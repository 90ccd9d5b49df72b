//! Per-username TCP sessions toward the game server.
//!
//! The bridge multiplexes browser identities over one logical TCP session
//! per username. A session owns a writer task, a reader task fanning decoded
//! frames out to subscribers and the user's SSE hub, and a connected flag
//! that lets `/connect` replace a session whose socket died.

use std::sync::Arc;
use std::sync::atomic::{AtomicBool, Ordering};
use std::time::Duration;

use dashmap::DashMap;
use serde_json::{Value, json};
use tokio::io::{AsyncBufReadExt, AsyncWriteExt, BufReader};
use tokio::net::TcpStream;
use tokio::net::tcp::OwnedWriteHalf;
use tokio::sync::{broadcast, mpsc};
use tokio::time::timeout;
use tracing::{debug, info, warn};

use crate::dto::sse::ServerEvent;
use crate::error::ServiceError;
use crate::state::sse::SseRegistry;

/// How long a correlated HTTP call waits for its push frame.
pub const REPLY_TIMEOUT: Duration = Duration::from_secs(5);
/// Buffered decoded frames per session before slow subscribers lag.
const FRAME_CHANNEL_CAPACITY: usize = 64;

/// One logical TCP session between the bridge and the game server.
pub struct BridgeSession {
    username: String,
    outbound: mpsc::UnboundedSender<String>,
    frames: broadcast::Sender<Arc<Value>>,
    connected: AtomicBool,
}

impl BridgeSession {
    pub fn username(&self) -> &str {
        &self.username
    }

    pub fn is_connected(&self) -> bool {
        self.connected.load(Ordering::Acquire)
    }

    /// Queue one frame for the game server.
    pub fn send(&self, payload: &Value) -> Result<(), ServiceError> {
        if !self.is_connected() {
            return Err(ServiceError::NotConnected);
        }
        let mut line = payload.to_string();
        line.push('\n');
        self.outbound
            .send(line)
            .map_err(|_| ServiceError::NotConnected)
    }

    /// Stream of decoded frames received on this session.
    pub fn subscribe(&self) -> broadcast::Receiver<Arc<Value>> {
        self.frames.subscribe()
    }

    /// Write `request` and wait for the first `reply_type` frame matching
    /// `predicate`. The subscription is installed before the write so a fast
    /// reply cannot slip past.
    pub async fn request_and_wait<F>(
        &self,
        request: &Value,
        reply_type: &str,
        predicate: F,
    ) -> Result<Value, ServiceError>
    where
        F: Fn(&Value) -> bool,
    {
        let receiver = self.subscribe();
        self.send(request)?;
        recv_matching(receiver, reply_type, predicate).await
    }
}

/// Wait for a matching frame on an already-open subscription.
pub async fn recv_matching<F>(
    mut receiver: broadcast::Receiver<Arc<Value>>,
    reply_type: &str,
    predicate: F,
) -> Result<Value, ServiceError>
where
    F: Fn(&Value) -> bool,
{
    let wait = async move {
        loop {
            match receiver.recv().await {
                Ok(frame) => {
                    let matches_type =
                        frame.get("type").and_then(Value::as_str) == Some(reply_type);
                    if matches_type && predicate(&frame) {
                        return Ok((*frame).clone());
                    }
                }
                // A lagged subscriber just keeps waiting for fresher frames.
                Err(broadcast::error::RecvError::Lagged(_)) => continue,
                Err(broadcast::error::RecvError::Closed) => {
                    return Err(ServiceError::NotConnected);
                }
            }
        }
    };

    match timeout(REPLY_TIMEOUT, wait).await {
        Ok(result) => result,
        Err(_) => Err(ServiceError::Timeout(reply_type.to_string())),
    }
}

/// The bridge's username → session mapping.
pub struct SessionPool {
    sessions: DashMap<String, Arc<BridgeSession>>,
}

impl SessionPool {
    pub fn new() -> Self {
        Self {
            sessions: DashMap::new(),
        }
    }

    /// Look up a live session; callers get `Not connected` otherwise.
    pub fn get(&self, username: &str) -> Result<Arc<BridgeSession>, ServiceError> {
        match self.sessions.get(username) {
            Some(entry) if entry.is_connected() => Ok(Arc::clone(entry.value())),
            _ => Err(ServiceError::NotConnected),
        }
    }

    /// Reuse a live session, or dial a fresh one and complete the
    /// REGISTER/REGISTER_OK handshake before reporting success.
    pub async fn connect(
        &self,
        username: &str,
        tcp_addr: &str,
        sse: SseRegistry,
    ) -> Result<Arc<BridgeSession>, ServiceError> {
        if let Some(existing) = self.sessions.get(username) {
            if existing.is_connected() {
                debug!(username, "reusing live game-server session");
                return Ok(Arc::clone(existing.value()));
            }
        }
        // A stale entry is replaced wholesale; its tasks die with the socket.
        self.sessions.remove(username);

        let stream = TcpStream::connect(tcp_addr).await.map_err(|err| {
            ServiceError::Internal(format!("game server unreachable: {err}"))
        })?;
        let (read_half, write_half) = stream.into_split();
        let (outbound_tx, outbound_rx) = mpsc::unbounded_channel::<String>();
        let (frames_tx, _) = broadcast::channel::<Arc<Value>>(FRAME_CHANNEL_CAPACITY);

        let session = Arc::new(BridgeSession {
            username: username.to_string(),
            outbound: outbound_tx,
            frames: frames_tx,
            connected: AtomicBool::new(true),
        });

        tokio::spawn(write_outbound(write_half, outbound_rx));
        tokio::spawn(read_frames(read_half, session.clone(), sse));

        let handshake = session
            .request_and_wait(
                &json!({"type": "REGISTER", "username": username}),
                "REGISTER_OK",
                |frame| frame.get("username").and_then(Value::as_str) == Some(username),
            )
            .await;

        if let Err(err) = handshake {
            warn!(username, error = %err, "session handshake failed");
            session.connected.store(false, Ordering::Release);
            return Err(err);
        }

        info!(username, "game-server session established");
        self.sessions.insert(username.to_string(), session.clone());
        Ok(session)
    }
}

impl Default for SessionPool {
    fn default() -> Self {
        Self::new()
    }
}

/// Drain the outbound channel onto the socket until either side closes.
async fn write_outbound(mut write_half: OwnedWriteHalf, mut rx: mpsc::UnboundedReceiver<String>) {
    while let Some(line) = rx.recv().await {
        if let Err(err) = write_half.write_all(line.as_bytes()).await {
            debug!(error = %err, "session write failed");
            break;
        }
    }
}

/// Pump decoded frames into the session's broadcast stream and the owner's
/// SSE hub until the socket closes.
async fn read_frames(
    read_half: tokio::net::tcp::OwnedReadHalf,
    session: Arc<BridgeSession>,
    sse: SseRegistry,
) {
    let mut reader = BufReader::new(read_half);
    let mut line = String::new();
    loop {
        line.clear();
        match reader.read_line(&mut line).await {
            Ok(0) => break,
            Ok(_) => {
                let trimmed = line.trim();
                if trimmed.is_empty() {
                    continue;
                }
                match serde_json::from_str::<Value>(trimmed) {
                    Ok(value) => {
                        sse.broadcast(&session.username, ServerEvent::raw(trimmed));
                        let _ = session.frames.send(Arc::new(value));
                    }
                    Err(err) => {
                        debug!(username = %session.username, error = %err, "undecodable frame from game server");
                    }
                }
            }
            Err(err) => {
                debug!(username = %session.username, error = %err, "session read error");
                break;
            }
        }
    }

    session.connected.store(false, Ordering::Release);
    sse.broadcast(
        &session.username,
        ServerEvent::error_frame("Game server connection lost"),
    );
    info!(username = %session.username, "game-server session closed");
}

### Assignment
The answer must hold only the lines from the first line of the data through the line bearing "pub fn subscribe(&self)", returned exactly.

### Result for this task
repository 90ccd9d5b49df72b
//! Per-username TCP sessions toward the game server.
//!
//! The bridge multiplexes browser identities over one logical TCP session
//! per username. A session owns a writer task, a reader task fanning decoded
//! frames out to subscribers and the user's SSE hub, and a connected flag
//! that lets `/connect` replace a session whose socket died.

use std::sync::Arc;
use std::sync::atomic::{AtomicBool, Ordering};
use std::time::Duration;

use dashmap::DashMap;
use serde_json::{Value, json};
use tokio::io::{AsyncBufReadExt, AsyncWriteExt, BufReader};
use tokio::net::TcpStream;
use tokio::net::tcp::OwnedWriteHalf;
use tokio::sync::{broadcast, mpsc};
use tokio::time::timeout;
use tracing::{debug, info, warn};

use crate::dto::sse::ServerEvent;
use crate::error::ServiceError;
use crate::state::sse::SseRegistry;

/// How long a correlated HTTP call waits for its push frame.
pub const REPLY_TIMEOUT: Duration = Duration::from_secs(5);
/// Buffered decoded frames per session before slow subscribers lag.
const FRAME_CHANNEL_CAPACITY: usize = 64;

/// One logical TCP session between the bridge and the game server.
pub struct BridgeSession {
    username: String,
    outbound: mpsc::UnboundedSender<String>,
    frames: broadcast::Sender<Arc<Value>>,
    connected: AtomicBool,
}

impl BridgeSession {
    pub fn username(&self) -> &str {
        &self.username
    }

    pub fn is_connected(&self) -> bool {
        self.connected.load(Ordering::Acquire)
    }

    /// Queue one frame for the game server.
    pub fn send(&self, payload: &Value) -> Result<(), ServiceError> {
        if !self.is_connected() {
            return Err(ServiceError::NotConnected);
        }
        let mut line = payload.to_string();
        line.push('\n');
        self.outbound
            .send(line)
            .map_err(|_| ServiceError::NotConnected)
    }

    /// Stream of decoded frames received on this session.
    pub fn subscribe(&self) -> broadcast::Receiver<Arc<Value>> {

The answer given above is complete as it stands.